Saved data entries
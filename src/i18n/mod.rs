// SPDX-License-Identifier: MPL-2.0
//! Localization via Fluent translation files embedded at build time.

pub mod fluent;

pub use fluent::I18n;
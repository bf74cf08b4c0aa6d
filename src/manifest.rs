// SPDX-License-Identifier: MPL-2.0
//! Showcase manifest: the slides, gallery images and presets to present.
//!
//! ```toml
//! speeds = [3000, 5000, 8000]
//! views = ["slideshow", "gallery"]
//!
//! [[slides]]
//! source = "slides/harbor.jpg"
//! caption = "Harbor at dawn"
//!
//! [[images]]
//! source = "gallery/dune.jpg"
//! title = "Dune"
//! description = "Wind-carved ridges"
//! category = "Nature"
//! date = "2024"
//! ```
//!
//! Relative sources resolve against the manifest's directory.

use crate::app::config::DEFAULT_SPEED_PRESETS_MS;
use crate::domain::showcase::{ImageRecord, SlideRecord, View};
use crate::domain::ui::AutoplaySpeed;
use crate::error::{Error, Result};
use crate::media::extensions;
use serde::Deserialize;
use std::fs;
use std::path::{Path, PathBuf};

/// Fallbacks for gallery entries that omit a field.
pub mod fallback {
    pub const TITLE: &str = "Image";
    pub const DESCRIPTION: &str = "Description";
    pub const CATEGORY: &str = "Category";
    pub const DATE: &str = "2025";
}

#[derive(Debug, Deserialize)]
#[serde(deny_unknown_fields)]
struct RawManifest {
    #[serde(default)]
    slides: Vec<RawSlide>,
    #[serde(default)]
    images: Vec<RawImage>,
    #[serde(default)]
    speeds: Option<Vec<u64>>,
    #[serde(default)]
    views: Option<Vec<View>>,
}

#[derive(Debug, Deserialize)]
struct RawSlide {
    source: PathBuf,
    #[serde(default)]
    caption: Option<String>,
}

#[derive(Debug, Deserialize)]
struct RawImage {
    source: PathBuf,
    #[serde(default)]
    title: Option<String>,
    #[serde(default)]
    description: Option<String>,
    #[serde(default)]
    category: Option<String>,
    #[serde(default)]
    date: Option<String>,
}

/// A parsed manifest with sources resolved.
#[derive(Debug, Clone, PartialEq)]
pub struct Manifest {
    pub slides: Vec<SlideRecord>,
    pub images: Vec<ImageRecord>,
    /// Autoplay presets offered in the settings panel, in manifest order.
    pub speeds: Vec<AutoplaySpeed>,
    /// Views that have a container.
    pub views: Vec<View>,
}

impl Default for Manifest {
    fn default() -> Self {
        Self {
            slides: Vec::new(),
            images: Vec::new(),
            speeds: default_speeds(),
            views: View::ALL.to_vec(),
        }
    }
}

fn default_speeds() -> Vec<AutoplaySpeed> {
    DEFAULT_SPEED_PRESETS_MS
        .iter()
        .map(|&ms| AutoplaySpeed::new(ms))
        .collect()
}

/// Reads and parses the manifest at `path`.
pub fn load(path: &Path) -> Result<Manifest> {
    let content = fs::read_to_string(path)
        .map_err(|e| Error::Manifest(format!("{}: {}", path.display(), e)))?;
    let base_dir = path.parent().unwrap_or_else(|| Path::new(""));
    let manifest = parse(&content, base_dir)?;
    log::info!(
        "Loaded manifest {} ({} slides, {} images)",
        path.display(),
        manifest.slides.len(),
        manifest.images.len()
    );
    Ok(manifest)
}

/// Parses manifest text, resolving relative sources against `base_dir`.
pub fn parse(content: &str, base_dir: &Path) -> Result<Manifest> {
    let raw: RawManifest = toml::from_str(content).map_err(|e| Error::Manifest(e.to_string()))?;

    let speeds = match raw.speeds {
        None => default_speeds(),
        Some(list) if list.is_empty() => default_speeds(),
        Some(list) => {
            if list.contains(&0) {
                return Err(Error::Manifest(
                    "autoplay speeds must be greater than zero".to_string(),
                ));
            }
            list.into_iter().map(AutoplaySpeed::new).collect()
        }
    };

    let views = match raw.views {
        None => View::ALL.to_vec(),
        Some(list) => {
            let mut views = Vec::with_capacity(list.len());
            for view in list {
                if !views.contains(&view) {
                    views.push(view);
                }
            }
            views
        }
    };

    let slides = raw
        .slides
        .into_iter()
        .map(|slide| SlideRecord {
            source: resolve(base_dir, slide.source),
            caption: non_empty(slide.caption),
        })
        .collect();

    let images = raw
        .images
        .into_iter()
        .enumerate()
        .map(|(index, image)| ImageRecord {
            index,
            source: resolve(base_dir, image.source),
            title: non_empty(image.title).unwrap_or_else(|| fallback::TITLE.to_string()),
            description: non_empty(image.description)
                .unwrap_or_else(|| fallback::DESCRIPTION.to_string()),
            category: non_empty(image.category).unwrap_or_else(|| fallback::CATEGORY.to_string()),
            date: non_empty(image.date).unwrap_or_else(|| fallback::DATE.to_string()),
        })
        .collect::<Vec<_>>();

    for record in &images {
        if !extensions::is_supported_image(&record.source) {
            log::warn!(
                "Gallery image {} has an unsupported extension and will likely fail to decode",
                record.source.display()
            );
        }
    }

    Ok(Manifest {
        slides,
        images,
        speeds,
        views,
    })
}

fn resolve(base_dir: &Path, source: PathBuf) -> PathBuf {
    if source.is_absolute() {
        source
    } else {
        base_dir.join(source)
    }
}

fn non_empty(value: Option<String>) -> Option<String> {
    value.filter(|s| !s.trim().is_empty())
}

### ASSIGNMENT
Your task is to reproduce the records in full, without any alteration.

### TASK RESPONSE
filename src/i18n/mod.rs
// SPDX-License-Identifier: MPL-2.0
//! Localization via Fluent translation files embedded at build time.

pub mod fluent;

pub use fluent::I18n;
repository bf74cf08b4c0aa6d
filename src/manifest.rs
// SPDX-License-Identifier: MPL-2.0
//! Showcase manifest: the slides, gallery images and presets to present.
//!
//! ```toml
//! speeds = [3000, 5000, 8000]
//! views = ["slideshow", "gallery"]
//!
//! [[slides]]
//! source = "slides/harbor.jpg"
//! caption = "Harbor at dawn"
//!
//! [[images]]
//! source = "gallery/dune.jpg"
//! title = "Dune"
//! description = "Wind-carved ridges"
//! category = "Nature"
//! date = "2024"
//! ```
//!
//! Relative sources resolve against the manifest's directory.

use crate::app::config::DEFAULT_SPEED_PRESETS_MS;
use crate::domain::showcase::{ImageRecord, SlideRecord, View};
use crate::domain::ui::AutoplaySpeed;
use crate::error::{Error, Result};
use crate::media::extensions;
use serde::Deserialize;
use std::fs;
use std::path::{Path, PathBuf};

/// Fallbacks for gallery entries that omit a field.
pub mod fallback {
    pub const TITLE: &str = "Image";
    pub const DESCRIPTION: &str = "Description";
    pub const CATEGORY: &str = "Category";
    pub const DATE: &str = "2025";
}

#[derive(Debug, Deserialize)]
#[serde(deny_unknown_fields)]
struct RawManifest {
    #[serde(default)]
    slides: Vec<RawSlide>,
    #[serde(default)]
    images: Vec<RawImage>,
    #[serde(default)]
    speeds: Option<Vec<u64>>,
    #[serde(default)]
    views: Option<Vec<View>>,
}

#[derive(Debug, Deserialize)]
struct RawSlide {
    source: PathBuf,
    #[serde(default)]
    caption: Option<String>,
}

#[derive(Debug, Deserialize)]
struct RawImage {
    source: PathBuf,
    #[serde(default)]
    title: Option<String>,
    #[serde(default)]
    description: Option<String>,
    #[serde(default)]
    category: Option<String>,
    #[serde(default)]
    date: Option<String>,
}

/// A parsed manifest with sources resolved.
#[derive(Debug, Clone, PartialEq)]
pub struct Manifest {
    pub slides: Vec<SlideRecord>,
    pub images: Vec<ImageRecord>,
    /// Autoplay presets offered in the settings panel, in manifest order.
    pub speeds: Vec<AutoplaySpeed>,
    /// Views that have a container.
    pub views: Vec<View>,
}

impl Default for Manifest {
    fn default() -> Self {
        Self {
            slides: Vec::new(),
            images: Vec::new(),
            speeds: default_speeds(),
            views: View::ALL.to_vec(),
        }
    }
}

fn default_speeds() -> Vec<AutoplaySpeed> {
    DEFAULT_SPEED_PRESETS_MS
        .iter()
        .map(|&ms| AutoplaySpeed::new(ms))
        .collect()
}

/// Reads and parses the manifest at `path`.
pub fn load(path: &Path) -> Result<Manifest> {
    let content = fs::read_to_string(path)
        .map_err(|e| Error::Manifest(format!("{}: {}", path.display(), e)))?;
    let base_dir = path.parent().unwrap_or_else(|| Path::new(""));
    let manifest = parse(&content, base_dir)?;
    log::info!(
        "Loaded manifest {} ({} slides, {} images)",
        path.display(),
        manifest.slides.len(),
        manifest.images.len()
    );
    Ok(manifest)
}

/// Parses manifest text, resolving relative sources against `base_dir`.
pub fn parse(content: &str, base_dir: &Path) -> Result<Manifest> {
    let raw: RawManifest = toml::from_str(content).map_err(|e| Error::Manifest(e.to_string()))?;

    let speeds = match raw.speeds {
        None => default_speeds(),
        Some(list) if list.is_empty() => default_speeds(),
        Some(list) => {
            if list.contains(&0) {
                return Err(Error::Manifest(
                    "autoplay speeds must be greater than zero".to_string(),
                ));
            }
            list.into_iter().map(AutoplaySpeed::new).collect()
        }
    };

    let views = match raw.views {
        None => View::ALL.to_vec(),
        Some(list) => {
            let mut views = Vec::with_capacity(list.len());
            for view in list {
                if !views.contains(&view) {
                    views.push(view);
                }
            }
            views
        }
    };

    let slides = raw
        .slides
        .into_iter()
        .map(|slide| SlideRecord {
            source: resolve(base_dir, slide.source),
            caption: non_empty(slide.caption),
        })
        .collect();

    let images = raw
        .images
        .into_iter()
        .enumerate()
        .map(|(index, image)| ImageRecord {
            index,
            source: resolve(base_dir, image.source),
            title: non_empty(image.title).unwrap_or_else(|| fallback::TITLE.to_string()),
            description: non_empty(image.description)
                .unwrap_or_else(|| fallback::DESCRIPTION.to_string()),
            category: non_empty(image.category).unwrap_or_else(|| fallback::CATEGORY.to_string()),
            date: non_empty(image.date).unwrap_or_else(|| fallback::DATE.to_string()),
        })
        .collect::<Vec<_>>();

    for record in &images {
        if !extensions::is_supported_image(&record.source) {
            log::warn!(
                "Gallery image {} has an unsupported extension and will likely fail to decode",
                record.source.display()
            );
        }
    }

    Ok(Manifest {
        slides,
        images,
        speeds,
        views,
    })
}

fn resolve(base_dir: &Path, source: PathBuf) -> PathBuf {
    if source.is_absolute() {
        source
    } else {
        base_dir.join(source)
    }
}

fn non_empty(value: Option<String>) -> Option<String> {
    value.filter(|s| !s.trim().is_empty())
}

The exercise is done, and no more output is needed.